Do you salt your eggplant? How do you avoid it absorbing too much oil? Read on to find some great ideas for cooking eggplant...
The rich, complex flavour of cooked eggplant (also known as aubergine) is used in cuisines across the globe: in Japan it might be glazed with miso paste before being grilled , the French will use it in a traditional ratatouille, the Italians will cook melanzane alla parmigiana, while the Greeks celebrate it with their traditional moussaka and in Lebanon baba ganoush is the order of the day.

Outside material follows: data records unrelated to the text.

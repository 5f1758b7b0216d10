//! Server State
//!
//! 持有所有服务的共享引用; Arc 浅拷贝, 克隆成本极低。

use std::sync::Arc;
use std::time::Duration;

use surrealdb::Surreal;
use surrealdb::engine::local::Db;

use crate::alerting::{AlertDeduplicator, AlertService, Thresholds, scheduler};
use crate::auth::JwtService;
use crate::core::tasks::{BackgroundTasks, TaskKind};
use crate::core::Config;
use crate::db::DbService;
use crate::db::repository::{NotificationRepository, StockRepository, TransferRepository};
use crate::inventory::InventoryLedger;
use crate::realtime::{ConnectionRegistry, NotificationFanout, run_listener, run_sweeper};
use crate::transfers::TransferEngine;
use crate::utils::time::now_millis;

/// 服务器状态 - 核心服务的单例引用
///
/// | 字段 | 说明 |
/// |------|------|
/// | config | 配置项 (不可变) |
/// | db | 嵌入式数据库 (SurrealDB) |
/// | registry | 实时连接注册表 |
/// | fanout | 房间制通知分发 |
/// | ledger | 库存台账 |
/// | transfers | 转移状态机 |
/// | alerts | 告警服务 (去重 + 存档 + 分发) |
#[derive(Clone)]
pub struct ServerState {
    pub config: Config,
    pub db: Surreal<Db>,
    pub registry: Arc<ConnectionRegistry>,
    pub fanout: NotificationFanout,
    pub ledger: Arc<InventoryLedger>,
    pub transfers: Arc<TransferEngine>,
    pub alerts: Arc<AlertService>,
    jwt_service: Arc<JwtService>,
    started_at: i64,
}

impl ServerState {
    /// 初始化服务器状态
    ///
    /// 按顺序: 工作目录 → 数据库 → 注册表/分发 → 台账/告警/转移。
    ///
    /// # Panics
    ///
    /// 工作目录或数据库初始化失败时 panic
    pub async fn initialize(config: &Config) -> Self {
        config
            .ensure_work_dir_structure()
            .expect("Failed to create work directory structure");

        let db_path = config.database_dir().join("stock.db");
        let db_service = DbService::new(&db_path.to_string_lossy())
            .await
            .expect("Failed to initialize database");
        let db = db_service.db;

        let registry = Arc::new(ConnectionRegistry::new(Duration::from_secs(
            config.connection_idle_timeout_minutes * 60,
        )));
        let fanout = NotificationFanout::new(registry.clone());

        let notifications = NotificationRepository::new(db.clone());
        let dedup = AlertDeduplicator::new(notifications.clone(), config.alert_dedup_window_hours);
        let alerts = Arc::new(AlertService::new(
            Thresholds::from(config),
            notifications,
            dedup,
            fanout.clone(),
        ));

        let ledger = Arc::new(InventoryLedger::new(StockRepository::new(db.clone())));
        let transfers = Arc::new(TransferEngine::new(
            TransferRepository::new(db.clone()),
            ledger.clone(),
            alerts.clone(),
        ));

        let jwt_service = Arc::new(JwtService::new(config.jwt.clone()));

        Self {
            config: config.clone(),
            db,
            registry,
            fanout,
            ledger,
            transfers,
            alerts,
            jwt_service,
            started_at: now_millis(),
        }
    }

    /// 注册后台任务: 实时通道监听、空闲连接清扫、每日库存扫描
    ///
    /// 必须在 `Server::run()` 内启动 HTTP 监听之前调用
    pub fn start_background_tasks(&self, tasks: &mut BackgroundTasks) {
        let token = tasks.shutdown_token();

        tasks.spawn(
            "realtime_listener",
            TaskKind::Listener,
            run_listener(
                self.registry.clone(),
                self.config.realtime_tcp_port,
                token.clone(),
            ),
        );

        tasks.spawn(
            "connection_sweeper",
            TaskKind::Periodic,
            run_sweeper(
                self.registry.clone(),
                Duration::from_secs(self.config.connection_sweep_interval_minutes * 60),
                token.clone(),
            ),
        );

        tasks.spawn(
            "stock_scan",
            TaskKind::Periodic,
            scheduler::run(
                self.ledger.clone(),
                self.alerts.clone(),
                Duration::from_secs(self.config.stock_scan_interval_hours * 3600),
                token,
            ),
        );
    }

    /// 获取 JWT 服务
    pub fn jwt_service(&self) -> Arc<JwtService> {
        self.jwt_service.clone()
    }

    /// 启动至今的秒数
    pub fn uptime_seconds(&self) -> i64 {
        (now_millis() - self.started_at) / 1000
    }

    /// 当前在线客户端数
    pub fn connected_clients(&self) -> usize {
        self.registry.len()
    }
}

A member of the nightshade family, the eggplant is best known for the large, dark-skinned, egg-shaped fruit, however an eggplant may also be small, round and white (egg-shaped and thus the reason for the name), have purple and white zebra stripes or be green.
There is a lot of talk around salting eggplant before you cook it, an while it can be necessary for the really big fruit (it helps to reduce the bitterness of the seeds), it is not necessary for the younger fruit. That being said, the salting process does also help to limit the amount of oil the eggplant will absorb during cooking.
April is the end of the eggplant season and your last chance to really enjoy them.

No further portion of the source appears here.